Israel has also accused UNRWA of being in league with Hamas, and that accusation led many countries, including the US, to pause financial contributions to the organization. Aid distribution is challenging and requires significant coordination; without that, it’s easy for a situation in which people are starving and under significant duress to spiral out of control and turn violent.

Such infrastructure once existed in Gaza — via UNRWA and with the cooperation of Hamas civilian police — but that has been devastated by Israeli assaults and, in the case of UNRWA, an effort to undermine the organization.

“The best way to get humanitarian aid into Gaza is to stop the fighting,” Brian Finucane, senior adviser in the US policy program at the International Crisis Group, told Vox in an interview. “Based on reports today, in recent weeks, the breakdown of any sort of order in Gaza is even complicating that further and that Israel itself is contributing [to] that in no small part, including by targeting the police inside Gaza.”
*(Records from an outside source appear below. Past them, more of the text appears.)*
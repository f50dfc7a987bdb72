//! Single unit-scan: sample, evaluate, accumulate.

use crate::Result;
use crate::adapters::{ScanOptions, SourceAdapter};
use crate::error::ScanError;
use crate::models::Unit;
use crate::report::{MAX_SAMPLES_PER_MATCH, Match};
use crate::rules::{ActiveRules, FieldMatch};
use futures::StreamExt;
use serde::{Deserialize, Serialize};
use std::collections::{BTreeMap, BTreeSet};
use std::time::Instant;
use tokio_util::sync::CancellationToken;

/// What one successful unit-scan produced.
#[derive(Debug, Clone, PartialEq, Eq, Serialize, Deserialize)]
pub struct UnitScanOutput {
    pub unit: String,
    /// One entry per (field, rule), sorted; not yet filtered by `min_count`
    pub matches: Vec<Match>,
    pub records_sampled: u64,
    /// Every field seen, only populated when `show_all` is set
    #[serde(default, skip_serializing_if = "Vec::is_empty")]
    pub fields: Vec<String>,
    pub duration_ms: u64,
}

#[derive(Debug, Default)]
struct MatchTally {
    count: u64,
    samples: Vec<String>,
    truncated: bool,
}

/// Per-unit accumulation keyed by (field, rule id).
///
/// Counts are exact. With `show_data`, at most [`MAX_SAMPLES_PER_MATCH`]
/// distinct values are kept per key, in first-seen order.
#[derive(Debug)]
pub struct UnitAccumulator {
    unit: String,
    show_data: bool,
    show_all: bool,
    tallies: BTreeMap<(String, String), MatchTally>,
    fields: BTreeSet<String>,
    records: u64,
}

impl UnitAccumulator {
    pub fn new(unit: impl Into<String>, options: &ScanOptions) -> Self {
        Self {
            unit: unit.into(),
            show_data: options.show_data,
            show_all: options.show_all,
            tallies: BTreeMap::new(),
            fields: BTreeSet::new(),
            records: 0,
        }
    }

    pub fn records(&self) -> u64 {
        self.records
    }

    pub fn record_fields<'a>(&mut self, names: impl Iterator<Item = &'a str>) {
        if self.show_all {
            for name in names {
                if !self.fields.contains(name) {
                    self.fields.insert(name.to_string());
                }
            }
        }
    }

    /// Adds the hits of one record. Evaluation yields at most one hit per
    /// (field, rule), so each call adds at most one to every count.
    pub fn add_record(&mut self, hits: Vec<FieldMatch>) {
        self.records += 1;
        for hit in hits {
            let tally = self.tallies.entry((hit.field, hit.rule_id)).or_default();
            tally.count += 1;
            if !self.show_data || tally.samples.contains(&hit.value) {
                continue;
            }
            if tally.samples.len() < MAX_SAMPLES_PER_MATCH {
                tally.samples.push(hit.value);
            } else {
                tally.truncated = true;
            }
        }
    }

    pub fn finish(self, started: Instant) -> UnitScanOutput {
        let unit = self.unit;
        let matches = self
            .tallies
            .into_iter()
            .map(|((field, rule_id), tally)| Match {
                unit: unit.clone(),
                field,
                rule_id,
                count: tally.count,
                samples: tally.samples,
                truncated: tally.truncated,
            })
            .collect();

        UnitScanOutput {
            unit,
            matches,
            records_sampled: self.records,
            fields: self.fields.into_iter().collect(),
            duration_ms: elapsed_ms(started),
        }
    }
}

pub(crate) fn elapsed_ms(started: Instant) -> u64 {
    u64::try_from(started.elapsed().as_millis()).unwrap_or(u64::MAX)
}

/// Scans one unit to completion.
///
/// Reads at most `options.sample_size` records even if the adapter yields
/// more, and checks `abort` between batches.
///
/// # Errors
/// Returns whatever the adapter reports, or [`ScanError::Cancelled`] once
/// `abort` fires.
pub async fn scan_unit(
    adapter: &dyn SourceAdapter,
    unit: &Unit,
    rules: &ActiveRules,
    options: &ScanOptions,
    abort: &CancellationToken,
) -> Result<UnitScanOutput> {
    let started = Instant::now();
    let limit = u64::from(options.sample_size);
    let mut acc = UnitAccumulator::new(&unit.name, options);

    let mut batches = tokio::select! {
        biased;
        _ = abort.cancelled() => return Err(ScanError::Cancelled),
        stream = adapter.sample(unit, options.sample_size) => stream?,
    };

    'batches: loop {
        let next = tokio::select! {
            biased;
            _ = abort.cancelled() => return Err(ScanError::Cancelled),
            next = batches.next() => next,
        };
        let Some(batch) = next else { break };

        for record in batch? {
            if acc.records() >= limit {
                break 'batches;
            }
            acc.record_fields(record.field_names());
            acc.add_record(rules.evaluate(&record));
        }
        if acc.records() >= limit {
            break;
        }
    }

    tracing::debug!(
        "Scanned unit '{}': {} records",
        unit.name,
        acc.records()
    );
    Ok(acc.finish(started))
}

#[cfg(test)]
mod tests {
    use super::*;

    fn hit(field: &str, rule: &str, value: &str) -> FieldMatch {
        FieldMatch {
            field: field.to_string(),
            rule_id: rule.to_string(),
            value: value.to_string(),
        }
    }

    #[test]
    fn test_counts_are_exact_without_samples() {
        let mut acc = UnitAccumulator::new("users", &ScanOptions::default());
        acc.add_record(vec![hit("email", "email", "a@x.io")]);
        acc.add_record(vec![hit("email", "email", "b@x.io")]);
        acc.add_record(vec![]);

        let out = acc.finish(Instant::now());
        assert_eq!(out.records_sampled, 3);
        assert_eq!(out.matches.len(), 1);
        assert_eq!(out.matches[0].count, 2);
        assert!(out.matches[0].samples.is_empty());
        assert!(!out.matches[0].truncated);
        assert!(out.fields.is_empty());
    }

    #[test]
    fn test_samples_are_distinct_and_bounded() {
        let options = ScanOptions::default().with_show_data(true);
        let mut acc = UnitAccumulator::new("users", &options);
        for i in 0..5 {
            acc.add_record(vec![hit("email", "email", &format!("u{}@x.io", i))]);
        }
        acc.add_record(vec![hit("email", "email", "u0@x.io")]);

        let out = acc.finish(Instant::now());
        assert_eq!(out.matches[0].count, 6);
        assert_eq!(out.matches[0].samples.len(), 5);
        assert_eq!(out.matches[0].samples[0], "u0@x.io");
        assert!(!out.matches[0].truncated);

        let mut acc = UnitAccumulator::new("users", &options);
        for i in 0..7 {
            acc.add_record(vec![hit("email", "email", &format!("u{}@x.io", i))]);
        }
        let out = acc.finish(Instant::now());
        assert_eq!(out.matches[0].samples.len(), MAX_SAMPLES_PER_MATCH);
        assert!(out.matches[0].truncated);
    }

    #[test]
    fn test_matches_sorted_by_field_then_rule() {
        let mut acc = UnitAccumulator::new("t", &ScanOptions::default());
        acc.add_record(vec![
            hit("notes", "ssn", "123-45-6789"),
            hit("contact", "phone", "555-123-4567"),
            hit("contact", "email", "a@x.io"),
        ]);
        let out = acc.finish(Instant::now());
        let keys: Vec<_> = out
            .matches
            .iter()
            .map(|m| (m.field.as_str(), m.rule_id.as_str()))
            .collect();
        assert_eq!(
            keys,
            vec![("contact", "email"), ("contact", "phone"), ("notes", "ssn")]
        );
        assert!(out.matches.iter().all(|m| m.unit == "t"));
    }

    #[test]
    fn test_show_all_collects_fields() {
        let options = ScanOptions::default().with_show_all(true);
        let mut acc = UnitAccumulator::new("t", &options);
        acc.record_fields(["b", "a"].into_iter());
        acc.record_fields(["a", "c"].into_iter());
        let out = acc.finish(Instant::now());
        assert_eq!(out.fields, vec!["a", "b", "c"]);
    }
}
//! PostgreSQL database adapter for data sampling.
//!
//! # Module Structure
//! - `connection`: Connect options, session settings and the pool manager
//! - `enumeration`: Table listing with row estimates
//! - `sampling`: Ordering strategy detection and paged sampling
//!
//! # Connection model
//! Connections come from a bounded [`ConnectionPool`]. Each unit-scan checks
//! one out for the life of its record stream, so `pool_max` bounds how many
//! tables are sampled at once.
//!
//! # Security Guarantees
//! - Every session is read-only with a statement timeout
//! - Credentials are never logged or exposed in error messages
//! - Connection strings are sanitized in all outputs

pub mod connection;
pub mod enumeration;
pub mod sampling;

#[cfg(test)]
mod tests;

use super::{AdapterConfig, AdapterFeature, RecordBatchStream, SourceAdapter, UnitFilter};
use crate::Result;
use crate::error::ScanError;
use crate::models::{ConnectionModel, SourceType, Unit, UnitHandle};
use crate::pool::{ConnectionPool, PoolConfig, PoolStats};
use async_trait::async_trait;

pub use connection::PgConnectionManager;
pub use sampling::{detect_ordering_strategy, generate_order_by_clause};

/// PostgreSQL database adapter with connection pooling
pub struct PostgresAdapter {
    config: AdapterConfig,
    pool: ConnectionPool<PgConnectionManager>,
}

impl std::fmt::Debug for PostgresAdapter {
    fn fmt(&self, f: &mut std::fmt::Formatter<'_>) -> std::fmt::Result {
        f.debug_struct("PostgresAdapter")
            .field("config", &self.config)
            .field("pool", &self.pool)
            .finish()
    }
}

impl PostgresAdapter {
    /// Creates an adapter with an empty pool. Nothing connects until
    /// [`SourceAdapter::connect`].
    ///
    /// # Errors
    /// Returns a configuration error for invalid connection or pool settings.
    pub fn new(config: AdapterConfig) -> Result<Self> {
        let manager = PgConnectionManager::new(&config)?;
        let pool = ConnectionPool::new(manager, PoolConfig::from_adapter_config(&config))?;
        Ok(Self { config, pool })
    }

    /// Gets detailed connection pool statistics for monitoring
    pub fn pool_statistics(&self) -> PoolStats {
        self.pool.statistics()
    }

    /// Checks the health of the connection pool
    pub async fn is_pool_healthy(&self) -> bool {
        match self.pool.acquire().await {
            Ok(mut conn) => matches!(
                sqlx::query_scalar::<_, i32>("SELECT 1")
                    .fetch_one(&mut *conn)
                    .await,
                Ok(1)
            ),
            Err(_) => false,
        }
    }
}

#[async_trait]
impl SourceAdapter for PostgresAdapter {
    fn source_type(&self) -> SourceType {
        SourceType::PostgreSQL
    }

    fn config(&self) -> &AdapterConfig {
        &self.config
    }

    fn connection_model(&self) -> ConnectionModel {
        ConnectionModel::Pooled
    }

    fn supports_feature(&self, feature: AdapterFeature) -> bool {
        matches!(
            feature,
            AdapterFeature::DataSampling
                | AdapterFeature::ConnectionPooling
                | AdapterFeature::ConcurrentUnits
                | AdapterFeature::SizeHints
                | AdapterFeature::NestedDocuments
                | AdapterFeature::ReadOnlyMode
        )
    }

    async fn connect(&self) -> Result<()> {
        self.pool.warm_up().await?;
        if !self.is_pool_healthy().await {
            return Err(ScanError::connection_failed(
                format!("PostgreSQL {} failed its health check", self.source_name()),
                std::io::Error::other("SELECT 1 failed"),
            ));
        }
        tracing::debug!(
            "Connected to PostgreSQL {} ({:?})",
            self.source_name(),
            self.pool.statistics()
        );
        Ok(())
    }

    async fn enumerate_units(&self, filter: &UnitFilter) -> Result<Vec<Unit>> {
        let mut conn = self.pool.acquire().await?;
        let units = enumeration::list_tables(&mut conn).await?;
        Ok(filter.apply(units))
    }

    async fn sample(&self, unit: &Unit, sample_size: u32) -> Result<RecordBatchStream> {
        let UnitHandle::Table {
            schema: Some(schema),
            table,
        } = &unit.handle
        else {
            return Err(ScanError::unit_scan(
                &unit.name,
                "not a schema-qualified PostgreSQL table",
            ));
        };

        let mut conn = self.pool.acquire().await?;
        let strategy = detect_ordering_strategy(&mut conn, schema, table).await?;
        let query = sampling::page_query(schema, table, &strategy);
        tracing::debug!("Sampling {} with {:?}", unit.name, strategy);

        Ok(sampling::page_stream(
            conn,
            unit.name.clone(),
            query,
            sample_size,
            self.config.fetch_size,
        ))
    }

    async fn close(&self) -> Result<()> {
        self.pool.close().await;
        Ok(())
    }
}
Hagari said during the press conference that a private contractor was coordinating the aid distribution, although he did not name the contractor. Vox reached out to the IDF and to Israel’s Coordinator of Government Activities in the Territories (COGAT) for more information but did not receive a response by press time.

As part of potential ceasefire negotiations, the US is pushing for increased humanitarian access in Gaza, but so far has not backed up that rhetoric with meaningful action like pausing the flow of weapons to Israel or proposing a ceasefire resolution in the UN Security Council. So despite the concerted efforts of diplomats and humanitarian workers, Finucane said, “They don’t have much to work with if the US bottom line is unconditional support for this catastrophic conflict.”